──────── Data under study ────────

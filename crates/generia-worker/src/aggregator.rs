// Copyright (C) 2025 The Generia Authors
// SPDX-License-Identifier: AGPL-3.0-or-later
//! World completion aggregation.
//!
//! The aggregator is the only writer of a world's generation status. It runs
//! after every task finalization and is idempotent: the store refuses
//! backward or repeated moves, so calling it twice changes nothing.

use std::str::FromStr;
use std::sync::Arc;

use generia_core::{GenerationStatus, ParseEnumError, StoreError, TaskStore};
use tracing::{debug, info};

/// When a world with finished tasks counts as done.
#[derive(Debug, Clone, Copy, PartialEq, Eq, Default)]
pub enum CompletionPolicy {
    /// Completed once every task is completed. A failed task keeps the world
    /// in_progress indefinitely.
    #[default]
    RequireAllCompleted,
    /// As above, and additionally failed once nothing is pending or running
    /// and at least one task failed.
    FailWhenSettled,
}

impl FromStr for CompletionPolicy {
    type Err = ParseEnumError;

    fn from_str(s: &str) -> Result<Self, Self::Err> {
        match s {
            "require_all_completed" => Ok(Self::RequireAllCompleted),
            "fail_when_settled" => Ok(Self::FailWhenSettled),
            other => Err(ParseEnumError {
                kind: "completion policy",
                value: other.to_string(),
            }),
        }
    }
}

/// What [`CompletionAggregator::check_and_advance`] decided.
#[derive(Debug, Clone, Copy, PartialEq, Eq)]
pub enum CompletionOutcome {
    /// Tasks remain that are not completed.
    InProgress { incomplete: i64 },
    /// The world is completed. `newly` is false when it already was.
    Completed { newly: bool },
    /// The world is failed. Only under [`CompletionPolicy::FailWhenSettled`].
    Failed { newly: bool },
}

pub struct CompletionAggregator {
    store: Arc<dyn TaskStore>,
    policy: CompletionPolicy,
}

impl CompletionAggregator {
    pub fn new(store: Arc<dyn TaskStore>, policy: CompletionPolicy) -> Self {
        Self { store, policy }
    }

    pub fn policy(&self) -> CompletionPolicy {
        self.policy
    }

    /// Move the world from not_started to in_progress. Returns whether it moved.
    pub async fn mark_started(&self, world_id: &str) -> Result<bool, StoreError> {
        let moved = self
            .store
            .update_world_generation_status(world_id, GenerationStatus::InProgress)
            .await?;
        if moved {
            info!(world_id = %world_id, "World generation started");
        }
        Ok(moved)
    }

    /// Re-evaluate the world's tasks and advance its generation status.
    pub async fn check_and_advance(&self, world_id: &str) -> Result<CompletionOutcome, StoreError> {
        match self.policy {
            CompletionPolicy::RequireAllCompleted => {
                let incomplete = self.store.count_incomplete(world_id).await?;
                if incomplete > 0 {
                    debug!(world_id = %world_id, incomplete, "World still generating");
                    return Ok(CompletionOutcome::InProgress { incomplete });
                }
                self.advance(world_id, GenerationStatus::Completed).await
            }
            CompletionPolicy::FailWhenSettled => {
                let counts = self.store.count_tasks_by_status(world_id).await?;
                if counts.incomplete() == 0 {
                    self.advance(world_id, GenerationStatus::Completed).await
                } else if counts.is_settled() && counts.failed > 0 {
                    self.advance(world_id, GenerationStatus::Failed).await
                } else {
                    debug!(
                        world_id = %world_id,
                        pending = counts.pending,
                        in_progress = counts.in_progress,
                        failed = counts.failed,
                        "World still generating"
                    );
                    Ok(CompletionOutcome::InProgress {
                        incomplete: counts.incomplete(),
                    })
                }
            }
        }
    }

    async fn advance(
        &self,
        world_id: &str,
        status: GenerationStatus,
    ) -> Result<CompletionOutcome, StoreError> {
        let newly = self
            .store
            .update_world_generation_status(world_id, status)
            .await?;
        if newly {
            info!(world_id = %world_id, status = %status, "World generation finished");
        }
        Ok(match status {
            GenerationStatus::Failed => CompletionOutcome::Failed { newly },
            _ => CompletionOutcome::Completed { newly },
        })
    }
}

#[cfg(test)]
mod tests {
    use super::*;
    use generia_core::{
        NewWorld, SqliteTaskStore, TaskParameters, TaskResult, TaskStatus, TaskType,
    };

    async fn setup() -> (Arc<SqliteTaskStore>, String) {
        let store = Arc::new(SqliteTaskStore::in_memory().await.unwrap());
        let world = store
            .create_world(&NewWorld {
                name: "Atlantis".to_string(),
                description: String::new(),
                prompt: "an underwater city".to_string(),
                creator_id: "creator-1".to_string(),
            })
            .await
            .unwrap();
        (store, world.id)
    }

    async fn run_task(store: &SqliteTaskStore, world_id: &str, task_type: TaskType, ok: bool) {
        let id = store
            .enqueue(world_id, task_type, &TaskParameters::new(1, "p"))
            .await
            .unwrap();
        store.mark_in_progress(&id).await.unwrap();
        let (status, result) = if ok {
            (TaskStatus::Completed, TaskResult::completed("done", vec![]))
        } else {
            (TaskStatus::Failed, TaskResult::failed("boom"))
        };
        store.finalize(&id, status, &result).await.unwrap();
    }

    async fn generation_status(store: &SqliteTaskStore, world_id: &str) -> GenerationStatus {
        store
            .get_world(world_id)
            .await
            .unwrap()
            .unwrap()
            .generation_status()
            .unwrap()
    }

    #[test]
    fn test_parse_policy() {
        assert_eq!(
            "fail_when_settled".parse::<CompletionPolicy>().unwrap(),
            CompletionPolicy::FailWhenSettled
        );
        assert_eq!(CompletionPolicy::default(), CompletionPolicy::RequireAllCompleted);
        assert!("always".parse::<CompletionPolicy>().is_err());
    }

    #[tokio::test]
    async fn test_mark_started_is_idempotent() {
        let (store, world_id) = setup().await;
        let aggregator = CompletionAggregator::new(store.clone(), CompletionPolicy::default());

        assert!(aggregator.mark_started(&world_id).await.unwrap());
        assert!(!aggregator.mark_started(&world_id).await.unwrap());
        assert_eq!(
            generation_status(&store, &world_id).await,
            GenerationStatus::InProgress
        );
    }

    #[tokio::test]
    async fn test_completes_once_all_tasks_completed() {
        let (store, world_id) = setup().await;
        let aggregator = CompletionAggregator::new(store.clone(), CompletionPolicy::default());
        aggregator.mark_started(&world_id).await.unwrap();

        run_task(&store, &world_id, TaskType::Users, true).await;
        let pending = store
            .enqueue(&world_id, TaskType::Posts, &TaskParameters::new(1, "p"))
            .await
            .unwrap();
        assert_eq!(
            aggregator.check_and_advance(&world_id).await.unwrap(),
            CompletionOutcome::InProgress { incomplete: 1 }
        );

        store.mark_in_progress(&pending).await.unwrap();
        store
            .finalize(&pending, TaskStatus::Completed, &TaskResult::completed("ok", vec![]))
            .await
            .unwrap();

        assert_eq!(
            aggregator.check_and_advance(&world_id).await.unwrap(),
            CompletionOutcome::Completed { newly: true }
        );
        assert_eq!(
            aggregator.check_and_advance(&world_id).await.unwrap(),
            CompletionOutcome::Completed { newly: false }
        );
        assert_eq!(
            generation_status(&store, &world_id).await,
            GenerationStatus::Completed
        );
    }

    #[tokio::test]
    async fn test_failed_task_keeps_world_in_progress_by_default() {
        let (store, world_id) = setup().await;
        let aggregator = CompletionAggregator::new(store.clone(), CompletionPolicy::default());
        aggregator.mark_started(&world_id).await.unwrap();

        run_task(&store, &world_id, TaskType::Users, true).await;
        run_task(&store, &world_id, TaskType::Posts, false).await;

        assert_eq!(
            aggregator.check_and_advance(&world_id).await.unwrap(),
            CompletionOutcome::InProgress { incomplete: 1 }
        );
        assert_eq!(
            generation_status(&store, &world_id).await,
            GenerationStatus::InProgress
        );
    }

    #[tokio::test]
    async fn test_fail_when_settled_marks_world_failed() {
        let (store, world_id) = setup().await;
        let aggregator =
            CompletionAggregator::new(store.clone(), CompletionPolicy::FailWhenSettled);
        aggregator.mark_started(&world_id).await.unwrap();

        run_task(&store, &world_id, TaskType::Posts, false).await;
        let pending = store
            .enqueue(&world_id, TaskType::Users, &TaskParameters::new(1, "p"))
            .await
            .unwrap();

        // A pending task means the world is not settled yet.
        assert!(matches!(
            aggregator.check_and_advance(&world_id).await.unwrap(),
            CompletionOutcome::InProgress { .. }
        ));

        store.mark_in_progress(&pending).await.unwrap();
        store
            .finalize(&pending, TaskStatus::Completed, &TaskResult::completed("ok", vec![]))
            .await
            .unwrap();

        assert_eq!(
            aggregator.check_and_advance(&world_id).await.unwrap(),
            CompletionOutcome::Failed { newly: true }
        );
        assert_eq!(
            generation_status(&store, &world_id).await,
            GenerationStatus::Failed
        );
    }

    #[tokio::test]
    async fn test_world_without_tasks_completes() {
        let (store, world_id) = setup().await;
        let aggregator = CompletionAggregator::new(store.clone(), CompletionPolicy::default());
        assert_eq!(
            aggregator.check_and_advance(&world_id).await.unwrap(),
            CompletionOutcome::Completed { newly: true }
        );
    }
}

────────

→ **Problem to work on**
Check each line above for the word "still". Then state how many lines contain it, and nothing more.

→ **Answer below**
2